-- What you should do --
Below are entries; output exactly the lines from the one with "for a slot." to the one with "a full bucket.", both included, and nothing else.

● ● ● ●

//! Per-source rate limiting.
//!
//! A token bucket with configurable sustained rate and burst. A call may
//! cooperatively wait for a slot up to `acquire_timeout`, after which it
//! fails rather than blocking indefinitely. The limiter and the circuit
//! breaker are independent, composable gates: a call must pass both
//! before any I/O occurs.

use std::sync::Mutex;
use std::time::Duration;

use tokio::time::Instant;
use tracing::debug;

use folio_core::{defaults, Error, Result};

/// Configuration for one source's rate limiter.
#[derive(Debug, Clone)]
pub struct RateLimitConfig {
    /// Sustained request rate.
    pub requests_per_sec: f64,
    /// Bucket capacity: how many requests may burst back-to-back.
    pub burst: u32,
    /// How long `acquire` may cooperatively wait for a slot.
    pub acquire_timeout: Duration,
}

impl Default for RateLimitConfig {
    fn default() -> Self {
        Self {
            requests_per_sec: defaults::RATE_LIMIT_REQUESTS_PER_SEC,
            burst: defaults::RATE_LIMIT_BURST,
            acquire_timeout: Duration::from_secs(defaults::RATE_LIMIT_ACQUIRE_TIMEOUT_SECS),
        }
    }
}

impl RateLimitConfig {
    pub fn with_requests_per_sec(mut self, rate: f64) -> Self {
        self.requests_per_sec = rate.max(0.001);
        self
    }

    pub fn with_burst(mut self, burst: u32) -> Self {
        self.burst = burst.max(1);
        self
    }

    pub fn with_acquire_timeout(mut self, timeout: Duration) -> Self {
        self.acquire_timeout = timeout;
        self
    }
}

#[derive(Debug)]
struct Bucket {
    tokens: f64,
    last_refill: Instant,
}

/// Token-bucket rate limiter for one external source.
#[derive(Debug)]
pub struct RateLimiter {
    config: RateLimitConfig,
    bucket: Mutex<Bucket>,
}

impl RateLimiter {
    /// Create a limiter with a full bucket.
    pub fn new(config: RateLimitConfig) -> Self {
        let bucket = Bucket {
            tokens: f64::from(config.burst),
            last_refill: Instant::now(),
        };
        Self {
            config,
            bucket: Mutex::new(bucket),
        }
    }

    /// Take one slot, waiting cooperatively until one is available or
    /// the acquire timeout would be exceeded.
    pub async fn acquire(&self) -> Result<()> {
        let deadline = Instant::now() + self.config.acquire_timeout;

        loop {
            let wait = {
                let mut bucket = self
                    .bucket
                    .lock()
                    .unwrap_or_else(std::sync::PoisonError::into_inner);
                self.refill(&mut bucket);

                if bucket.tokens >= 1.0 {
                    bucket.tokens -= 1.0;
                    return Ok(());
                }

                let deficit = 1.0 - bucket.tokens;
                Duration::from_secs_f64(deficit / self.config.requests_per_sec)
            };

            let wake = Instant::now() + wait;
            if wake > deadline {
                debug!(
                    subsystem = "pipeline",
                    component = "limiter",
                    wait_ms = wait.as_millis() as u64,
                    "no rate-limit slot within the acquire timeout"
                );
                return Err(Error::RateLimited(format!(
                    "no slot within {}s",
                    self.config.acquire_timeout.as_secs()
                )));
            }
            tokio::time::sleep_until(wake).await;
        }
    }

    /// Tokens currently available (diagnostics).
    pub fn available(&self) -> f64 {
        let mut bucket = self
            .bucket
            .lock()
            .unwrap_or_else(std::sync::PoisonError::into_inner);
        self.refill(&mut bucket);
        bucket.tokens
    }

    fn refill(&self, bucket: &mut Bucket) {
        let now = Instant::now();
        let elapsed = now.duration_since(bucket.last_refill);
        bucket.tokens = (bucket.tokens + elapsed.as_secs_f64() * self.config.requests_per_sec)
            .min(f64::from(self.config.burst));
        bucket.last_refill = now;
    }
}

● ● ● ●

-- Task output --
    /// How long `acquire` may cooperatively wait for a slot.
    pub acquire_timeout: Duration,
}

impl Default for RateLimitConfig {
    fn default() -> Self {
        Self {
            requests_per_sec: defaults::RATE_LIMIT_REQUESTS_PER_SEC,
            burst: defaults::RATE_LIMIT_BURST,
            acquire_timeout: Duration::from_secs(defaults::RATE_LIMIT_ACQUIRE_TIMEOUT_SECS),
        }
    }
}

impl RateLimitConfig {
    pub fn with_requests_per_sec(mut self, rate: f64) -> Self {
        self.requests_per_sec = rate.max(0.001);
        self
    }

    pub fn with_burst(mut self, burst: u32) -> Self {
        self.burst = burst.max(1);
        self
    }

    pub fn with_acquire_timeout(mut self, timeout: Duration) -> Self {
        self.acquire_timeout = timeout;
        self
    }
}

#[derive(Debug)]
struct Bucket {
    tokens: f64,
    last_refill: Instant,
}

/// Token-bucket rate limiter for one external source.
#[derive(Debug)]
pub struct RateLimiter {
    config: RateLimitConfig,
    bucket: Mutex<Bucket>,
}

impl RateLimiter {
    /// Create a limiter with a full bucket.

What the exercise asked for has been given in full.